● **Raw data**:
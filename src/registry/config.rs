//! Registry configuration

use std::path::PathBuf;
use std::time::Duration;

/// Stream multiplicity policy
#[derive(Debug, Clone, Copy, PartialEq, Eq, Default)]
pub enum Mode {
    /// Exactly one stream; starting another replaces it
    #[default]
    Single,
    /// Many streams keyed by source URL; starts are idempotent
    Multi,
}

impl Mode {
    /// Restart policy used when none is configured explicitly
    pub fn default_restart_policy(self) -> RestartPolicy {
        match self {
            Mode::Single => RestartPolicy::After(DEFAULT_RESTART_DELAY),
            Mode::Multi => RestartPolicy::Never,
        }
    }
}

impl std::str::FromStr for Mode {
    type Err = String;

    fn from_str(s: &str) -> Result<Self, Self::Err> {
        match s.to_ascii_lowercase().as_str() {
            "single" => Ok(Mode::Single),
            "multi" => Ok(Mode::Multi),
            other => Err(format!("unknown mode `{}`, expected single or multi", other)),
        }
    }
}

/// What happens when a transcoder exits on its own
#[derive(Debug, Clone, Copy, PartialEq, Eq)]
pub enum RestartPolicy {
    /// Drop the stream
    Never,
    /// Restart the same source after a delay
    After(Duration),
}

/// Delay before a crashed single-stream transcoder is restarted
pub const DEFAULT_RESTART_DELAY: Duration = Duration::from_secs(5);

/// Registry configuration options
#[derive(Debug, Clone)]
pub struct RegistryConfig {
    /// Single or multi-stream operation
    pub mode: Mode,

    /// Restart policy after an unrequested exit
    pub restart_policy: RestartPolicy,

    /// Directory the transcoder writes manifests and segments into
    pub output_dir: PathBuf,

    /// Transcoder binary
    pub ffmpeg_path: PathBuf,

    /// Target HLS segment duration in seconds
    pub hls_time: u32,

    /// Number of segments kept in the playlist
    pub hls_list_size: u32,

    /// Upper bound on waiting for a killed transcoder to be reaped before
    /// its replacement is spawned
    pub reap_timeout: Duration,
}

impl Default for RegistryConfig {
    fn default() -> Self {
        Self {
            mode: Mode::Single,
            restart_policy: Mode::Single.default_restart_policy(),
            output_dir: PathBuf::from("public/stream"),
            ffmpeg_path: PathBuf::from("ffmpeg"),
            hls_time: 4,
            hls_list_size: 6,
            reap_timeout: Duration::from_secs(2),
        }
    }
}

impl RegistryConfig {
    /// Create a config for the given mode with that mode's restart policy
    pub fn with_mode(mode: Mode) -> Self {
        Self {
            mode,
            restart_policy: mode.default_restart_policy(),
            ..Default::default()
        }
    }

    /// Set the mode, resetting the restart policy to the mode's default
    pub fn mode(mut self, mode: Mode) -> Self {
        self.mode = mode;
        self.restart_policy = mode.default_restart_policy();
        self
    }

    /// Override the restart policy
    pub fn restart_policy(mut self, policy: RestartPolicy) -> Self {
        self.restart_policy = policy;
        self
    }

    /// Set the output directory
    pub fn output_dir(mut self, dir: impl Into<PathBuf>) -> Self {
        self.output_dir = dir.into();
        self
    }

    /// Set the transcoder binary
    pub fn ffmpeg_path(mut self, path: impl Into<PathBuf>) -> Self {
        self.ffmpeg_path = path.into();
        self
    }

    /// Set segment duration (at least one second)
    pub fn hls_time(mut self, secs: u32) -> Self {
        self.hls_time = secs.max(1);
        self
    }

    /// Set playlist length (at least one segment)
    pub fn hls_list_size(mut self, size: u32) -> Self {
        self.hls_list_size = size.max(1);
        self
    }

    /// Set the reap timeout
    pub fn reap_timeout(mut self, timeout: Duration) -> Self {
        self.reap_timeout = timeout;
        self
    }
}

● **Required work**:
Please copy only the lines from the one with "self.restart_policy = policy;" through the final line of the records above, both ends included.

● **Written answer**:
        self.restart_policy = policy;
        self
    }

    /// Set the output directory
    pub fn output_dir(mut self, dir: impl Into<PathBuf>) -> Self {
        self.output_dir = dir.into();
        self
    }

    /// Set the transcoder binary
    pub fn ffmpeg_path(mut self, path: impl Into<PathBuf>) -> Self {
        self.ffmpeg_path = path.into();
        self
    }

    /// Set segment duration (at least one second)
    pub fn hls_time(mut self, secs: u32) -> Self {
        self.hls_time = secs.max(1);
        self
    }

    /// Set playlist length (at least one segment)
    pub fn hls_list_size(mut self, size: u32) -> Self {
        self.hls_list_size = size.max(1);
        self
    }

    /// Set the reap timeout
    pub fn reap_timeout(mut self, timeout: Duration) -> Self {
        self.reap_timeout = timeout;
        self
    }
}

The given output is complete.